Alcançar o mercado estrangeiro é outra meta: os vídeos já têm boa audiência em Portugal, e a trupe coloca legendas em inglês, apostando que seu humor é traduzível.
"Nossos esquetes não falam de questões brasileiras, mas de situações um pouco universais. Como bebemos na fonte do Monty Python e desse humor absurdo, acaba sendo transportável para outras culturas", diz Duvivier.
Migrar para a TV não faz parte dos planos, apesar de sondagens da Globo, do Multishow e do Comedy Central. Na verdade, o que eles fizeram foi se desligar da TV.

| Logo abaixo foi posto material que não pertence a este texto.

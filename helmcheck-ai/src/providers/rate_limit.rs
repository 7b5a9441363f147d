//! Request admission control
//!
//! Sliding-window limits on requests per minute, requests per hour and tokens
//! per minute, plus an optional cap on in-flight calls. A limit of zero means
//! unlimited.

use crate::config::RateLimitConfig;
use crate::context::Context;
use crate::providers::error::{ProviderError, ProviderResult};
use parking_lot::Mutex;
use std::collections::VecDeque;
use std::sync::Arc;
use std::time::Duration;
use tokio::sync::{OwnedSemaphorePermit, Semaphore};
use tokio::time::Instant;
use tracing::debug;

const MINUTE: Duration = Duration::from_secs(60);
const HOUR: Duration = Duration::from_secs(3600);

/// Resolved limits for one provider
#[derive(Debug, Clone, Copy, Default, PartialEq, Eq)]
pub struct RateLimits {
    pub requests_per_minute: u32,
    pub requests_per_hour: u32,
    pub tokens_per_minute: u64,
    pub max_concurrent: u32,
}

impl RateLimits {
    /// No limit of any kind
    pub fn unlimited() -> Self {
        Self::default()
    }

    pub fn per_minute(requests: u32) -> Self {
        Self {
            requests_per_minute: requests,
            ..Default::default()
        }
    }

    /// Provider limits, falling back to the global ones where the provider leaves a field unset
    pub fn resolve(provider: &RateLimitConfig, global: &RateLimitConfig) -> Self {
        fn pick(own: Option<i64>, fallback: Option<i64>) -> i64 {
            own.or(fallback).unwrap_or(0).max(0)
        }
        Self {
            requests_per_minute: pick(provider.requests_per_minute, global.requests_per_minute)
                .min(u32::MAX as i64) as u32,
            requests_per_hour: pick(provider.requests_per_hour, global.requests_per_hour)
                .min(u32::MAX as i64) as u32,
            tokens_per_minute: pick(provider.tokens_per_minute, global.tokens_per_minute) as u64,
            max_concurrent: pick(provider.max_concurrent, global.max_concurrent)
                .min(u32::MAX as i64) as u32,
        }
    }
}

#[derive(Debug, Default)]
struct Windows {
    minute: VecDeque<Instant>,
    hour: VecDeque<Instant>,
    tokens: VecDeque<(Instant, u64)>,
    tokens_in_window: u64,
}

impl Windows {
    fn prune(&mut self, now: Instant) {
        while matches!(self.minute.front(), Some(t) if now.duration_since(*t) >= MINUTE) {
            self.minute.pop_front();
        }
        while matches!(self.hour.front(), Some(t) if now.duration_since(*t) >= HOUR) {
            self.hour.pop_front();
        }
        while let Some(&(t, tokens)) = self.tokens.front() {
            if now.duration_since(t) < MINUTE {
                break;
            }
            self.tokens_in_window -= tokens;
            self.tokens.pop_front();
        }
    }

    /// Admit now, or report how long until a slot frees up
    fn try_admit(&mut self, limits: &RateLimits, now: Instant) -> Result<(), Duration> {
        self.prune(now);
        let mut wait = Duration::ZERO;

        if limits.requests_per_minute > 0 && self.minute.len() >= limits.requests_per_minute as usize {
            if let Some(oldest) = self.minute.front() {
                wait = wait.max(MINUTE - now.duration_since(*oldest));
            }
        }
        if limits.requests_per_hour > 0 && self.hour.len() >= limits.requests_per_hour as usize {
            if let Some(oldest) = self.hour.front() {
                wait = wait.max(HOUR - now.duration_since(*oldest));
            }
        }
        if limits.tokens_per_minute > 0 && self.tokens_in_window >= limits.tokens_per_minute {
            if let Some((oldest, _)) = self.tokens.front() {
                wait = wait.max(MINUTE - now.duration_since(*oldest));
            }
        }

        if !wait.is_zero() {
            return Err(wait);
        }
        if limits.requests_per_minute > 0 {
            self.minute.push_back(now);
        }
        if limits.requests_per_hour > 0 {
            self.hour.push_back(now);
        }
        Ok(())
    }
}

/// Held for the duration of one admitted call
#[derive(Debug)]
pub struct RatePermit {
    _concurrency: Option<OwnedSemaphorePermit>,
}

/// Per-provider admission gate
#[derive(Debug)]
pub struct RateLimiter {
    provider: String,
    limits: RateLimits,
    windows: Mutex<Windows>,
    concurrency: Option<Arc<Semaphore>>,
}

impl RateLimiter {
    pub fn new(provider: impl Into<String>, limits: RateLimits) -> Self {
        let concurrency = (limits.max_concurrent > 0)
            .then(|| Arc::new(Semaphore::new(limits.max_concurrent as usize)));
        Self {
            provider: provider.into(),
            limits,
            windows: Mutex::new(Windows::default()),
            concurrency,
        }
    }

    pub fn limits(&self) -> &RateLimits {
        &self.limits
    }

    /// Wait until the call may proceed, or until `ctx` ends
    pub async fn acquire(&self, ctx: &Context) -> ProviderResult<RatePermit> {
        let concurrency = match &self.concurrency {
            Some(semaphore) => {
                let permit = ctx
                    .run(async {
                        semaphore.clone().acquire_owned().await.map_err(|_| {
                            ProviderError::unavailable(&self.provider, "rate limiter closed")
                        })
                    })
                    .await?;
                Some(permit)
            }
            None => None,
        };

        loop {
            let admitted = self.windows.lock().try_admit(&self.limits, Instant::now());
            match admitted {
                Ok(()) => {
                    return Ok(RatePermit {
                        _concurrency: concurrency,
                    })
                }
                Err(wait) => {
                    debug!(provider = %self.provider, wait_ms = wait.as_millis() as u64, "rate limited, waiting");
                    ctx.sleep(wait).await?;
                }
            }
        }
    }

    /// Admit immediately or fail with the time until a slot frees up
    pub fn try_acquire(&self) -> ProviderResult<RatePermit> {
        let concurrency = match &self.concurrency {
            Some(semaphore) => Some(semaphore.clone().try_acquire_owned().map_err(|_| {
                ProviderError::RateLimitExceeded {
                    provider: self.provider.clone(),
                    limit: format!("{} concurrent requests", self.limits.max_concurrent),
                    retry_after: None,
                }
            })?),
            None => None,
        };

        self.windows
            .lock()
            .try_admit(&self.limits, Instant::now())
            .map(|()| RatePermit {
                _concurrency: concurrency,
            })
            .map_err(|wait| ProviderError::RateLimitExceeded {
                provider: self.provider.clone(),
                limit: self.describe(),
                retry_after: Some(wait),
            })
    }

    /// Charge tokens consumed by a completed call against the per-minute budget
    pub fn record_tokens(&self, tokens: u64) {
        if self.limits.tokens_per_minute == 0 || tokens == 0 {
            return;
        }
        let mut windows = self.windows.lock();
        windows.tokens.push_back((Instant::now(), tokens));
        windows.tokens_in_window += tokens;
    }

    fn describe(&self) -> String {
        let mut parts = Vec::new();
        if self.limits.requests_per_minute > 0 {
            parts.push(format!("{} requests/minute", self.limits.requests_per_minute));
        }
        if self.limits.requests_per_hour > 0 {
            parts.push(format!("{} requests/hour", self.limits.requests_per_hour));
        }
        if self.limits.tokens_per_minute > 0 {
            parts.push(format!("{} tokens/minute", self.limits.tokens_per_minute));
        }
        parts.join(", ")
    }
}
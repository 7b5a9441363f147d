//! Provider abstraction and resilience layer
//!
//! This module implements the core provider abstraction: the [`Provider`]
//! trait every backend implements, the error taxonomy, and the rate limiting,
//! retry and fallback machinery that wraps the concrete OpenAI and Copilot
//! adapters.

pub mod adapter;
pub mod copilot;
pub mod error;
pub mod guard;
pub mod openai;
pub mod rate_limit;
pub mod registry;
pub mod retry;
pub mod routing;

pub use adapter::{ChunkStream, Provider, ProviderKind, StreamChunk, STREAM_BUFFER};
pub use error::{ProviderError, ProviderResult};
pub use guard::{CallGuard, Metered};
pub use rate_limit::{RateLimiter, RateLimits, RatePermit};
pub use registry::{ProviderFactory, ProviderRegistry};
pub use retry::{RetryExecutor, RetryPolicy};
pub use routing::{ChainBuilder, ProviderChain};

// Re-export concrete providers
pub use copilot::CopilotProvider;
pub use openai::OpenAIProvider;
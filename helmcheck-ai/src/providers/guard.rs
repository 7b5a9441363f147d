//! Resilience wrapper shared by the backend adapters
//!
//! Every outbound call goes through [`CallGuard::call`]: the request timeout
//! scopes the context, the retry executor drives attempts, and each attempt
//! takes a rate-limit permit before any network I/O happens.

use crate::context::Context;
use crate::metrics::UsageMetrics;
use crate::protocol::{RequestOptions, Response, TokenUsage};
use crate::providers::error::ProviderResult;
use crate::providers::rate_limit::RateLimiter;
use crate::providers::retry::{RetryExecutor, RetryPolicy};
use std::future::Future;
use std::sync::Arc;
use tokio::time::Instant;
use tracing::debug;

/// Results whose token usage should be recorded once the call succeeds
pub trait Metered {
    fn usage(&self) -> Option<&TokenUsage>;
}

impl Metered for Response {
    fn usage(&self) -> Option<&TokenUsage> {
        Some(&self.tokens_used)
    }
}

/// Stream bodies are metered by the task that drains them.
impl Metered for reqwest::Response {
    fn usage(&self) -> Option<&TokenUsage> {
        None
    }
}

impl Metered for () {
    fn usage(&self) -> Option<&TokenUsage> {
        None
    }
}

/// Rate limiting, retries and metrics around one provider's calls
#[derive(Debug, Clone)]
pub struct CallGuard {
    provider: String,
    limiter: Arc<RateLimiter>,
    retry: RetryPolicy,
    metrics: Arc<UsageMetrics>,
}

impl CallGuard {
    pub fn new(
        provider: impl Into<String>,
        limiter: Arc<RateLimiter>,
        retry: RetryPolicy,
        metrics: Arc<UsageMetrics>,
    ) -> Self {
        Self {
            provider: provider.into(),
            limiter,
            retry,
            metrics,
        }
    }

    pub fn limiter(&self) -> &Arc<RateLimiter> {
        &self.limiter
    }

    pub fn retry_policy(&self) -> &RetryPolicy {
        &self.retry
    }

    pub fn metrics(&self) -> &Arc<UsageMetrics> {
        &self.metrics
    }

    /// Run `attempt` under the provider's limits and retry policy
    pub async fn call<T, F, Fut>(
        &self,
        ctx: &Context,
        options: &RequestOptions,
        mut attempt: F,
    ) -> ProviderResult<T>
    where
        T: Metered,
        F: FnMut() -> Fut,
        Fut: Future<Output = ProviderResult<T>>,
    {
        let scoped = match options.timeout {
            Some(timeout) => ctx.child_with_timeout(timeout),
            None => ctx.child(),
        };
        let executor = RetryExecutor::new(self.retry.with_overrides(options));
        let started = Instant::now();

        let scoped = &scoped;
        let limiter = &self.limiter;
        let result = executor
            .execute(scoped, move |n| {
                let fut = attempt();
                async move {
                    let _permit = limiter.acquire(scoped).await?;
                    if n > 0 {
                        debug!(attempt = n + 1, "issuing retry attempt");
                    }
                    scoped.run(fut).await
                }
            })
            .await;

        match &result {
            Ok(value) => {
                if let Some(usage) = value.usage() {
                    self.limiter.record_tokens(usage.total_tokens);
                    self.metrics
                        .record_success(&self.provider, started.elapsed(), usage);
                }
            }
            Err(error) => self.metrics.record_failure(&self.provider, error.kind()),
        }
        result
    }
}

#[cfg(test)]
mod tests {
    use super::*;
    use crate::providers::error::ProviderError;
    use crate::providers::rate_limit::RateLimits;
    use std::sync::atomic::{AtomicU32, Ordering};
    use std::time::Duration;

    fn guard(policy: RetryPolicy) -> CallGuard {
        CallGuard::new(
            "mock",
            Arc::new(RateLimiter::new("mock", RateLimits::unlimited())),
            policy,
            Arc::new(UsageMetrics::new()),
        )
    }

    fn fast_policy(max_retries: u32) -> RetryPolicy {
        RetryPolicy {
            max_retries,
            initial_delay_ms: 10,
            max_delay_ms: 100,
            ..Default::default()
        }
    }

    #[tokio::test(start_paused = true)]
    async fn test_success_records_usage() {
        let guard = guard(fast_policy(0));
        let response = guard
            .call(&Context::new(), &RequestOptions::default(), || async {
                Ok(Response {
                    tokens_used: TokenUsage {
                        total_tokens: 42,
                        ..Default::default()
                    },
                    ..Default::default()
                })
            })
            .await
            .unwrap();
        assert_eq!(response.tokens_used.total_tokens, 42);

        let stats = guard.metrics().provider_metrics("mock").unwrap();
        assert_eq!(stats.successful_requests, 1);
        assert_eq!(stats.tokens_used, 42);
    }

    #[tokio::test(start_paused = true)]
    async fn test_failure_recorded_once_per_call() {
        let guard = guard(fast_policy(2));
        let calls = AtomicU32::new(0);
        let result: ProviderResult<Response> = guard
            .call(&Context::new(), &RequestOptions::default(), || {
                calls.fetch_add(1, Ordering::SeqCst);
                async { Err(ProviderError::unavailable("mock", "down")) }
            })
            .await;

        assert!(matches!(result, Err(ProviderError::RetriesExhausted { attempts: 3, .. })));
        assert_eq!(calls.load(Ordering::SeqCst), 3);
        let stats = guard.metrics().provider_metrics("mock").unwrap();
        assert_eq!(stats.failed_requests, 1);
        assert_eq!(stats.total_requests, 1);
    }

    #[tokio::test(start_paused = true)]
    async fn test_request_timeout_bounds_attempt() {
        let guard = guard(fast_policy(0));
        let options = RequestOptions {
            timeout: Some(Duration::from_millis(100)),
            ..Default::default()
        };
        let result: ProviderResult<Response> = guard
            .call(&Context::new(), &options, || async {
                tokio::time::sleep(Duration::from_secs(10)).await;
                Ok(Response::default())
            })
            .await;
        assert!(matches!(result, Err(ProviderError::Timeout(_))));
    }

    #[tokio::test(start_paused = true)]
    async fn test_request_retry_override() {
        let guard = guard(fast_policy(5));
        let calls = AtomicU32::new(0);
        let options = RequestOptions {
            retry_count: Some(1),
            ..Default::default()
        };
        let _: ProviderResult<Response> = guard
            .call(&Context::new(), &options, || {
                calls.fetch_add(1, Ordering::SeqCst);
                async { Err(ProviderError::Timeout("slow".into())) }
            })
            .await;
        assert_eq!(calls.load(Ordering::SeqCst), 2);
    }
}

"Pela primeira vez, não é mais preciso ser da Globo para fazer sucesso. Não estou esnobando, gosto muito de trabalhar lá, mas posso me dar ao luxo de não querer escrever para a Globo e isso não acabar com a minha carreira", diz Porchat, que atua no seriado "A Grande Família".
"Essa geração quer fazer as coisas do seu jeito, e o Porta dos Fundos talvez seja a expressão máxima disso."

    Para veteranos, clássicos da TV inspiram humor de produtora
    ALBERTO PEREIRA JR.DE SÃO PAULOFenômeno recente da internet, a produtora Porta dos Fundos também reúne em sua base de fãs artistas veteranos da comédia nacional.
    Além da admiração, há também ressalvas. A maioria delas se concentra na opinião de que o grupo, talentoso, se apropria de referenciais clássicos de humor na TV mais do que investe em novidades.
    "Estou correndo atrás deles. É uma das coisas mais engraçadas que vi nos últimos anos", diz José Lavigne, que por mais de 15 anos dirigiu o "Casseta & Planeta" (Globo).
    "Acho mil vezes mais interessante que o 'Pânico' [da Band], que faz bullying com as pessoas", compara Cláudio Paiva, roteirista de TV.
    Para Jorge Furtado ("O Homem que Copiava", 2003), o elenco e o texto são excelentes. "Mas eles não inventaram esse gênero. O 'Monty Python' [programa de TV inglês dos anos 1960] já fazia isso. É uma tradição que remonta à Grécia antiga."
    Segundo Lavigne, o Porta dos Fundos tem muito do "TV Pirata", que marcou época na Globo, no final dos anos 1980.
    "Nós estávamos na TV aberta, por isso só não falávamos palavrão, mas satirizávamos marcas também. Nos últimos 20 anos, a Globo se capitalizou e as referências comerciais foram restringidas. São todos bisnetos do Guel Arraes", diz.
    Rafinha Bastos concorda que a produtora tem mais liberdade por estar na web, mas faz uma ressalva: "O YouTube também é uma empresa. Os protagonistas são caras da Globo, mas sem todos os filtros de uma TV".